Last Tuesday, a hospital in Sudan run by the group, which is often known by its French initials, MSF, was bombed by a Sudanese government warplane.
"At the height of our mid-day operations, a fighter jet came in at low level and immediately dropped, on its first run, a cluster of 13 small bombs onto the compound," says MSF's Marc Van der Mullen. “We understand the same jet fighter attacked a church in the village just before.”
Van der Mullen, who's the head of the MSF section responsible for the hospital, knows the facility well and says it was unmistakably a humanitarian site. “It’s a large structure. It’s identified by MSF flags … It should have been clear there were large numbers of people there, mostly women and children," he says.
There were about 150 patients and staff in the hospital at the time, and they were extremely lucky. Just two of the bombs reached the compound, and only two people were injured, both lightly. But the hospital has been hit before — an air raid last June killed one person — and the facility is now closed out of fear of further attacks
The hospital is in the mountainous Nuba region of Sudan's South Kordofan province, where the mostly Christian and non-Arab population is rebelling against the Muslim Arab-dominated government in Khartoum.

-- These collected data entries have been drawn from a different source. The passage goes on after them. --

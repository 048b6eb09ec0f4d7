//! In-process storage backend.
//!
//! Clones share the same underlying map, so a handle kept outside the repository can
//! inspect what was persisted or make the backend start rejecting operations.

use super::{NoteStore, StorageError, StoreFuture};
use parking_lot::Mutex;
use std::{collections::HashMap, sync::Arc};

#[derive(Debug, Default)]
struct MemoryState {
    values: HashMap<String, String>,
    fail_reads: bool,
    fail_writes: bool,
}

/// Implementation of [`NoteStore`] backed by a shared `HashMap`.
#[derive(Debug, Default, Clone)]
pub struct MemoryStore(Arc<Mutex<MemoryState>>);

impl MemoryStore {
    /// Creates an empty [`MemoryStore`].
    pub fn new() -> Self {
        Self::default()
    }

    /// Creates a [`MemoryStore`] holding `value` under `key`.
    pub fn with_value<K: Into<String>, V: Into<String>>(key: K, value: V) -> Self {
        let store = Self::new();
        store.0.lock().values.insert(key.into(), value.into());
        store
    }

    /// Makes every subsequent `set` fail with [`StorageError::Unavailable`] while `fail` is set.
    pub fn fail_writes(&self, fail: bool) {
        self.0.lock().fail_writes = fail;
    }

    /// Makes every subsequent `get` fail with [`StorageError::Unavailable`] while `fail` is set.
    pub fn fail_reads(&self, fail: bool) {
        self.0.lock().fail_reads = fail;
    }

    /// Returns the value currently stored under `key`, bypassing failure injection.
    pub fn raw(&self, key: &str) -> Option<String> {
        self.0.lock().values.get(key).cloned()
    }

    /// Returns every stored key in sorted order.
    pub fn keys(&self) -> Vec<String> {
        let mut keys: Vec<String> = self.0.lock().values.keys().cloned().collect();
        keys.sort();
        keys
    }
}

impl NoteStore for MemoryStore {
    fn get<'a>(
        &'a mut self,
        key: &'a str,
    ) -> StoreFuture<'a, Result<Option<String>, StorageError>> {
        Box::pin(async move {
            let state = self.0.lock();
            if state.fail_reads {
                return Err(StorageError::Unavailable("reads are disabled".to_string()));
            }
            Ok(state.values.get(key).cloned())
        })
    }

    fn set<'a>(
        &'a mut self,
        key: &'a str,
        value: String,
    ) -> StoreFuture<'a, Result<(), StorageError>> {
        Box::pin(async move {
            let mut state = self.0.lock();
            if state.fail_writes {
                return Err(StorageError::Unavailable("writes are disabled".to_string()));
            }
            state.values.insert(key.to_string(), value);
            Ok(())
        })
    }
}

impl From<MemoryStore> for Box<dyn NoteStore> {
    fn from(storage: MemoryStore) -> Self {
        Box::new(storage)
    }
}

They're only one of several minority groups who are fighting the central government over problems like ethnic discrimination and division of oil resources.
Van der Mullen insists MSF remains committed to serving the Nuba mountains and finding a way to provide health care without putting patients and staff at risk, but he would not elaborate on the group's plans.
The Sudanese government did not deny carrying out the attack, but says the facility is unauthorized and therefore illegal. MSF-Belgium, a separate section of the group that is registered to operate inside Sudan, also announced this week that it was suspending operations in three provinces affected by war because of the government’s consistent obstructiveness.
Jens Pedersen, a humanitarian policy adviser with MSF in Johannesburg, told The World he suspects the government wants to fight without outside witnesses, hoping the various rebellions will reman forgotten.
Van der Mullen acknowledges his section of MSF is not registered to operate inside Sudan, but says “we feel very strongly that under humanitarian law, we have the right to provide health care to a vulnerable population, no matter who’s in charge of that area.”
Van der Mullen says the government might suspect the hospital of treating wounded rebels, but he claims the hospital has not treated any war casualties for at least a month.